PROBLEM DETAILS
Wherever the line with "pub enum Category" sits in the listing below, transcribe from it up to and including the line with "pub const ALL: [Category;", exactly, and leave the remaining lines out.

EXTRACTED RECORDS
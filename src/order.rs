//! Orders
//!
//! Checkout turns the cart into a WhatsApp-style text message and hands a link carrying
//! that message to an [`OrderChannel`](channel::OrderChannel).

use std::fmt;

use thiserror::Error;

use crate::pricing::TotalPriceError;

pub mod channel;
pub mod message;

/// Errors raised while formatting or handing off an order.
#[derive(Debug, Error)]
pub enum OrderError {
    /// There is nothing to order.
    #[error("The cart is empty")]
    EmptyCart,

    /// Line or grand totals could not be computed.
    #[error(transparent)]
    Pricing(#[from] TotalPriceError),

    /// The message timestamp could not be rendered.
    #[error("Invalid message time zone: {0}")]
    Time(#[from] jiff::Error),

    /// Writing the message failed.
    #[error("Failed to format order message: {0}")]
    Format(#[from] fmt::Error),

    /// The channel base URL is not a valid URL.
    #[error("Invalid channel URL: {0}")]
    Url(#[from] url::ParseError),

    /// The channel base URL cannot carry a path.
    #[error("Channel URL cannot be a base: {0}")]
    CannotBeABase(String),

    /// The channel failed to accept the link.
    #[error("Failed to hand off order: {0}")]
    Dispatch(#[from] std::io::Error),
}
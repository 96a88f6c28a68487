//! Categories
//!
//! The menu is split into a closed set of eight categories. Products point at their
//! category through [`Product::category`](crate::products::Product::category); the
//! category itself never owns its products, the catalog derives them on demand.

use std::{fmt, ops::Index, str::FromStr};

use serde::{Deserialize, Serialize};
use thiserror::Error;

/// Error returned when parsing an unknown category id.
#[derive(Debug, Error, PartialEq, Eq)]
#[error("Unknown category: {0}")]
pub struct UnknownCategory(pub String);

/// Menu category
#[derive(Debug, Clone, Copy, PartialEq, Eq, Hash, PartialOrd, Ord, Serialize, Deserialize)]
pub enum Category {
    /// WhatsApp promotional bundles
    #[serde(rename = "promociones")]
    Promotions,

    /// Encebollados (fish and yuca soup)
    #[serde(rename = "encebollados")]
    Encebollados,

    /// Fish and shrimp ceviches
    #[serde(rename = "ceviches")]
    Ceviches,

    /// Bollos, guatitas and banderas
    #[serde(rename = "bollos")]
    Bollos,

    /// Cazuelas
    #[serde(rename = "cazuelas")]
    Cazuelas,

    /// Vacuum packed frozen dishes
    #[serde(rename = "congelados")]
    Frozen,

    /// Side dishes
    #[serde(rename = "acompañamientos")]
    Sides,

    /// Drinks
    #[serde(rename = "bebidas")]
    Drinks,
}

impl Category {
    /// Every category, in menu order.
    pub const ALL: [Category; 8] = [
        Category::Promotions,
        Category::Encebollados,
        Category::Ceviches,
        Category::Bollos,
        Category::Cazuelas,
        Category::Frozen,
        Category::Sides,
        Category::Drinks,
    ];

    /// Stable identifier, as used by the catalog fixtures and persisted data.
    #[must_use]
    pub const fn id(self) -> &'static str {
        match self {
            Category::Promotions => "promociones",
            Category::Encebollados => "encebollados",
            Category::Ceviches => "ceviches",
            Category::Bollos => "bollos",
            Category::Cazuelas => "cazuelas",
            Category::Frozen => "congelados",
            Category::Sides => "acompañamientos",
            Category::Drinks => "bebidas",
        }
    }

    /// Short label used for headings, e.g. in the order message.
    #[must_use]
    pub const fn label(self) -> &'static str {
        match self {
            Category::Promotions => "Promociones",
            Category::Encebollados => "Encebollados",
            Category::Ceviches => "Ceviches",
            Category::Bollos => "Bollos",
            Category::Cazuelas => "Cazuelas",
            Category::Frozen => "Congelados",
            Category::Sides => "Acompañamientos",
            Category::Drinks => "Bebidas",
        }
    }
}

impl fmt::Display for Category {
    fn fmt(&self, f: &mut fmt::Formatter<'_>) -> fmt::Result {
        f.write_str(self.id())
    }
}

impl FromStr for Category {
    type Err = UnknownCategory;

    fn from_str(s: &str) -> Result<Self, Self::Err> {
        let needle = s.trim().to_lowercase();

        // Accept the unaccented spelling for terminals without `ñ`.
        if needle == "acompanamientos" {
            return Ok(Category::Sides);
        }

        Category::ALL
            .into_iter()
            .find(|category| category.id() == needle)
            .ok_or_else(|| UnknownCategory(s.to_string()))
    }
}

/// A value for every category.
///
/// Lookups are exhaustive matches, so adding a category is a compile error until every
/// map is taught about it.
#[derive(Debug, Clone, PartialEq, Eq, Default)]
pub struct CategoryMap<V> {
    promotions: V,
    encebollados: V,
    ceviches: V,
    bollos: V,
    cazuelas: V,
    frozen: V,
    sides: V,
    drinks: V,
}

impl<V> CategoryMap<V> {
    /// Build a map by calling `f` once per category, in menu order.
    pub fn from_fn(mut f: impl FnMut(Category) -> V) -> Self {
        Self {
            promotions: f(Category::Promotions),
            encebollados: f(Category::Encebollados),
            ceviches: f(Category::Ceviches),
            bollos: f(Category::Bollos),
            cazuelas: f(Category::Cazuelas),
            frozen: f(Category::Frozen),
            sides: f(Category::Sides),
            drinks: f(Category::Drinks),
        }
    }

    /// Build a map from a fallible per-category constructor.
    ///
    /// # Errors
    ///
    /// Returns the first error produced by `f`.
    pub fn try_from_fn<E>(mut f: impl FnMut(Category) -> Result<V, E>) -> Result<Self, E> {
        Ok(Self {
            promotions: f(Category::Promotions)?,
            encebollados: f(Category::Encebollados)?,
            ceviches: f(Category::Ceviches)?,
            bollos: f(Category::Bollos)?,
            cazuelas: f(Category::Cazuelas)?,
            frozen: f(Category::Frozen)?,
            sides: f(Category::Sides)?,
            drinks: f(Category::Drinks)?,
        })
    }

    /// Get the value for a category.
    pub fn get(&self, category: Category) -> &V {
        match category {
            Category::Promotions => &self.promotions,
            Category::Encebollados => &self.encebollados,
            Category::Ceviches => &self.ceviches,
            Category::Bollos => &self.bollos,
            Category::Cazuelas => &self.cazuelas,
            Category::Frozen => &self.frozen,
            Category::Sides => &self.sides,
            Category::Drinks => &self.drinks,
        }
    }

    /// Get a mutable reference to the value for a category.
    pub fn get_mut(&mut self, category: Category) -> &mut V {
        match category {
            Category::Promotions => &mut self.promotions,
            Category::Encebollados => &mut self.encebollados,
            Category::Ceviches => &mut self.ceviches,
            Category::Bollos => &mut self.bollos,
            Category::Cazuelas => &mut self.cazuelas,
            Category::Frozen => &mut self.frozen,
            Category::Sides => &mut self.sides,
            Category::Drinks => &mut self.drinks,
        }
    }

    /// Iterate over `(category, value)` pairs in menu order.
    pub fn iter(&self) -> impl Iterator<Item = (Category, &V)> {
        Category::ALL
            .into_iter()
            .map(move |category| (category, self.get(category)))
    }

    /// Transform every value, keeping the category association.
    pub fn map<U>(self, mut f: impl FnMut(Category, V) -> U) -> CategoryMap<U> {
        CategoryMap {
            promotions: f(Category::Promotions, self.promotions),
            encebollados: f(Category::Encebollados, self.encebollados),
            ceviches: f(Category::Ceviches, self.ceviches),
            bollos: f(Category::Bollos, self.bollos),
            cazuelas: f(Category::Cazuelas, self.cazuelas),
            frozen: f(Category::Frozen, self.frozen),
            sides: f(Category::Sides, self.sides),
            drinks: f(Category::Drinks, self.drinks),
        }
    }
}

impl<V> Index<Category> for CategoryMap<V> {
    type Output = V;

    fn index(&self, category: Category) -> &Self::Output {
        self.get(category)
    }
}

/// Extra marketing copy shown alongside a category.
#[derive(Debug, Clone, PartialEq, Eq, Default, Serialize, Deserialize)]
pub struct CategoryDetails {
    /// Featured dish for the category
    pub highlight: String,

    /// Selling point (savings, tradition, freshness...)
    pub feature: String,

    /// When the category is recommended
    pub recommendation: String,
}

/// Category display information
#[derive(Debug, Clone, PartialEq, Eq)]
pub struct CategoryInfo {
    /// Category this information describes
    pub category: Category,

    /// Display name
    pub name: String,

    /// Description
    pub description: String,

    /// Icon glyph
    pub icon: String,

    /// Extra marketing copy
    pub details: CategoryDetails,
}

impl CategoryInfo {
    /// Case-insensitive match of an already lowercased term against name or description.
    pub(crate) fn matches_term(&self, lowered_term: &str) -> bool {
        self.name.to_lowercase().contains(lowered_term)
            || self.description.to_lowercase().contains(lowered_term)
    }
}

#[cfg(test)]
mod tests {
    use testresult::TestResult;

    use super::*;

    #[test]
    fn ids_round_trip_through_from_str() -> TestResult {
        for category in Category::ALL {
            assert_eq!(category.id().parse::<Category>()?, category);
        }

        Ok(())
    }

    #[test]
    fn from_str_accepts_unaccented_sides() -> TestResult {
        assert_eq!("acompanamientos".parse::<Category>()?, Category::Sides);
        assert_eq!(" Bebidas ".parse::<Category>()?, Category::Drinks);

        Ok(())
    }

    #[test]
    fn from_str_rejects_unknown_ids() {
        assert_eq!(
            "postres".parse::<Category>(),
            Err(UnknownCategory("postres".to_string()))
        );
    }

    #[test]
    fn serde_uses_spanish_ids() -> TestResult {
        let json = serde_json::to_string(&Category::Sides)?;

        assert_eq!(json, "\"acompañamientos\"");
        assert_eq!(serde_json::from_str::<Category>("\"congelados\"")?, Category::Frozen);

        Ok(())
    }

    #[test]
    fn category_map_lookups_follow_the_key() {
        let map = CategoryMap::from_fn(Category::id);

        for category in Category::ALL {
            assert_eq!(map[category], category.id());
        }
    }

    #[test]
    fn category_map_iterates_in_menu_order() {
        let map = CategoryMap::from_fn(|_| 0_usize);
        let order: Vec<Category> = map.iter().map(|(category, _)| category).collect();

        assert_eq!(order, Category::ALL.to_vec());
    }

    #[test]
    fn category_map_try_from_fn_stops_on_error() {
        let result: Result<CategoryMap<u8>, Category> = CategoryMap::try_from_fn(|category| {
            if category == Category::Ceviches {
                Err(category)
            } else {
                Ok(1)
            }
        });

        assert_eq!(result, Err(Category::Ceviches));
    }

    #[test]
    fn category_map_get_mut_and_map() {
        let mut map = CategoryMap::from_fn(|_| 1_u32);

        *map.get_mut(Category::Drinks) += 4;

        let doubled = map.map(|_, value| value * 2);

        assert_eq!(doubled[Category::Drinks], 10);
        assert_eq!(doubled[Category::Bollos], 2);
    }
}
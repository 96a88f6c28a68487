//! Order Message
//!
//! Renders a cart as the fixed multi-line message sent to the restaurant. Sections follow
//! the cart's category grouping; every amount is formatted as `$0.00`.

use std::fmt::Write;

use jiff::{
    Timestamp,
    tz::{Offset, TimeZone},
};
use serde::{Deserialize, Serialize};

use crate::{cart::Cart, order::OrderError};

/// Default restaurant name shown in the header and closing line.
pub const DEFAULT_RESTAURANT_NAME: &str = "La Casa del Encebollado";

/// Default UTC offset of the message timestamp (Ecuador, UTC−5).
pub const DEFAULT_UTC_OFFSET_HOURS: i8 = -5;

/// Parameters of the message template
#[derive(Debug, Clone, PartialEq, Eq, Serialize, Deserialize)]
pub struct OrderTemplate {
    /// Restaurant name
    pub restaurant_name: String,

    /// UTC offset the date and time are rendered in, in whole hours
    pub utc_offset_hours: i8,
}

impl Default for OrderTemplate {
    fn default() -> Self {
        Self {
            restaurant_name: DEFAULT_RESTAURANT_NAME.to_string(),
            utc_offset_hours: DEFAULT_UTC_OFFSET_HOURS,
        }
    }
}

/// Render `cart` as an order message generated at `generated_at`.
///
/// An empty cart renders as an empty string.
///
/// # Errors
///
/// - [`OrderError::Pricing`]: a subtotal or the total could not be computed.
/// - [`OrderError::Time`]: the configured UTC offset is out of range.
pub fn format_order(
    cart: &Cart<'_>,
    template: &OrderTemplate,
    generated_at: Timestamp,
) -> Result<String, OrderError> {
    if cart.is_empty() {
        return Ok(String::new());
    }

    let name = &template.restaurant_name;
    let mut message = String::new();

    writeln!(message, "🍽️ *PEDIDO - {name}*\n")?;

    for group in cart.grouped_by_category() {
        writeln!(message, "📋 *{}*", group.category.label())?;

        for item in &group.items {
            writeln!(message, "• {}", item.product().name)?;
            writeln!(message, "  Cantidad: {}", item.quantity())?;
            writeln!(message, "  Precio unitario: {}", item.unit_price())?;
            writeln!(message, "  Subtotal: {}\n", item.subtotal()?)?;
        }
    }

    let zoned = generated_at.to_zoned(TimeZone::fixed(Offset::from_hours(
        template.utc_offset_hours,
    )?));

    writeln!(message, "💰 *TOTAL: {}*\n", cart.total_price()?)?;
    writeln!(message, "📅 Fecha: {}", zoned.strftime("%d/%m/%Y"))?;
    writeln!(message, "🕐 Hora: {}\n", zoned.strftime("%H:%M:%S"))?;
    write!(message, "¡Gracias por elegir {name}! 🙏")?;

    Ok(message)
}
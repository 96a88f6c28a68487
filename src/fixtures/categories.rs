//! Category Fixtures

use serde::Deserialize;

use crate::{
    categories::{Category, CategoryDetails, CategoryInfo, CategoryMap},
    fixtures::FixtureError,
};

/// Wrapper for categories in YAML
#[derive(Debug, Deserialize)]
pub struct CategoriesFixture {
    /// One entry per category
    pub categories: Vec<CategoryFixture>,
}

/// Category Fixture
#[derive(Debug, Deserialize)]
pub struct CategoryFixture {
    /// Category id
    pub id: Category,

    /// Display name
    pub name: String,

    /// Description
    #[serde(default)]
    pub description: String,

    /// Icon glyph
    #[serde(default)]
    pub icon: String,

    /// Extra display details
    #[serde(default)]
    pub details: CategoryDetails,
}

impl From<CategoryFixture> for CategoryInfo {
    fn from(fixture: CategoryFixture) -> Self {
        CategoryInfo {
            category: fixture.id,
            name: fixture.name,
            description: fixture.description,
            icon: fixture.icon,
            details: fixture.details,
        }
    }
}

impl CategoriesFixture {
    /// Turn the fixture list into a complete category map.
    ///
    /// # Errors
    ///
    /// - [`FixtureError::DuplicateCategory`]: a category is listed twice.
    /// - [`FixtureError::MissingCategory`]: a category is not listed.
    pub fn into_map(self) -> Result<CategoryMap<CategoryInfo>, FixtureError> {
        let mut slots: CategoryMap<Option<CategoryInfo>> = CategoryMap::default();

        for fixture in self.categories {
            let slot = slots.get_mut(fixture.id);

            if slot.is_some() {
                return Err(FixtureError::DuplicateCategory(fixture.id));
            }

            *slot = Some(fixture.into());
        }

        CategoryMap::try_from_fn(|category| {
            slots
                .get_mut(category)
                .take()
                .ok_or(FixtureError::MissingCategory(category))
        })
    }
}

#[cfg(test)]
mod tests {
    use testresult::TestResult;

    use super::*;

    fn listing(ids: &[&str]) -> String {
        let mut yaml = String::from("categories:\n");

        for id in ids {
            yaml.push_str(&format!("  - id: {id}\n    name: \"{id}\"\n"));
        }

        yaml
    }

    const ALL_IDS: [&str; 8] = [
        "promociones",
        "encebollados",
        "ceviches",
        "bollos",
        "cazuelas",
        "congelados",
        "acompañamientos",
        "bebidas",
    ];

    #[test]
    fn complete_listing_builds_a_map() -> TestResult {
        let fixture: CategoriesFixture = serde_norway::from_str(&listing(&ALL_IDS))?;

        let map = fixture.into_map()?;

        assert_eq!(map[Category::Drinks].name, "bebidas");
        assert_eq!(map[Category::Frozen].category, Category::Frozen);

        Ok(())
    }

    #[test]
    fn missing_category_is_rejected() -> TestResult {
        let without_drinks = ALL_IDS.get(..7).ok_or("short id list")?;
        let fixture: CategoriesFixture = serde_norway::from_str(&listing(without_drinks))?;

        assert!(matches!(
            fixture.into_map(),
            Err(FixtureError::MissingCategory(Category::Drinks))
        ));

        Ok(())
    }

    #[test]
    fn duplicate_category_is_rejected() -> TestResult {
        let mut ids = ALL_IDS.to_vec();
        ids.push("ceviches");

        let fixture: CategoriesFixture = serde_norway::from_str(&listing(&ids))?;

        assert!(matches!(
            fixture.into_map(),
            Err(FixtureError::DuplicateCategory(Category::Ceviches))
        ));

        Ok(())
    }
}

ANSWER AREA
pub enum Category {
    /// WhatsApp promotional bundles
    #[serde(rename = "promociones")]
    Promotions,

    /// Encebollados (fish and yuca soup)
    #[serde(rename = "encebollados")]
    Encebollados,

    /// Fish and shrimp ceviches
    #[serde(rename = "ceviches")]
    Ceviches,

    /// Bollos, guatitas and banderas
    #[serde(rename = "bollos")]
    Bollos,

    /// Cazuelas
    #[serde(rename = "cazuelas")]
    Cazuelas,

    /// Vacuum packed frozen dishes
    #[serde(rename = "congelados")]
    Frozen,

    /// Side dishes
    #[serde(rename = "acompañamientos")]
    Sides,

    /// Drinks
    #[serde(rename = "bebidas")]
    Drinks,
}

impl Category {
    /// Every category, in menu order.
    pub const ALL: [Category; 8] = [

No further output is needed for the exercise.